Thursday, March 12, 2015

I Went Away Full, and Came Back Empty.



 
 
Have you ever felt like you have lost so much from a certain event in your life?
 
To the outside peering in, you had it all, but yet you felt you  still didn't have enough?
Still didn't have inner happiness?
 It was always seemingly just out of reach.
Your arms were continuously outstretched, hands displayed, trying with all that was within you to reach the ever-unattainable goal. And while you were striving to reach what you THOUGHT was your mark, you were actually sliding backwards. Further and further away you slipped, until  said goal was only but a small, distant memory and a glimmer on the horizon.
 
I came in full, but He brought me out empty.
 
A few years ago, that was me. How did I overcome? How did I find the inner happiness I was so avidly searching for?
 
God blessed me with leukemia.
 
Yes, I said God. And yes, I said blessed. And I said it brought me inner happiness and peace.
Because when God gave me leukemia, I found God.
 
For many years, I ran from God.  Then, for many years, I altered what Ithe Bible said to fit what I wanted to do and how I wanted to live at that time. I found a church that practiced these same "beliefs" and "standards" so that I could essentially do what I wanted to.
You can't do that. That's not Biblical. And I believe it's playing God.
The Bible is not open for debate or up for negotiation.
Ever.
You can't pick and choose what you want to believe in or obey.
Ever.
 
 
It will catch up to you, I promise.
It's black and white. Sin is sin.
However, that doesn't give us the right - as Christians and humans - to judge.
I find it ironic how folks always say, "God is love! God is love!"
Yes - He is. He is love.
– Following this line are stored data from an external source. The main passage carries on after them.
//! Integration tests for logger behavior.

use nu_enroll::logger::{set_level, set_level_from_str, Level};
use nu_enroll::{debug, error, info, warn};

#[test]
fn level_parse_accepts_valid() {
    assert!(set_level_from_str("error"));
    assert!(set_level_from_str("warn"));
    assert!(set_level_from_str("info"));
    assert!(set_level_from_str("debug"));
}

#[test]
fn level_parse_rejects_invalid() {
    assert!(!set_level_from_str("invalid"));
    assert!(!set_level_from_str(""));
}

#[test]
fn level_names_parse_with_aliases() {
    assert_eq!("warning".parse::<Level>(), Ok(Level::Warn));
    assert_eq!("ERR".parse::<Level>(), Ok(Level::Error));
    assert!("loud".parse::<Level>().is_err());
}

#[test]
fn logs_do_not_panic() {
    set_level(Level::Debug);
    info!("info integration");
    warn!("warn integration");
    error!("error integration");
    debug!("debug integration {}", 42);
}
But He's also just.
He is the only Judge that will ever matter.
I'll stand firm in my beliefs and convictions, whether that be doctrine or personal.
 
That weeping, sad, urgent voice of someone I I love dearly, who was desperately seeking God on behalf of my lvery life,  filtered through my coma-laden brain and because of it...and because of God's never-ending mercy and grace...
 
I found God, and I am full.
 
 
Ruth 1:23
"I went out full, and the Lord has brought me home again empty."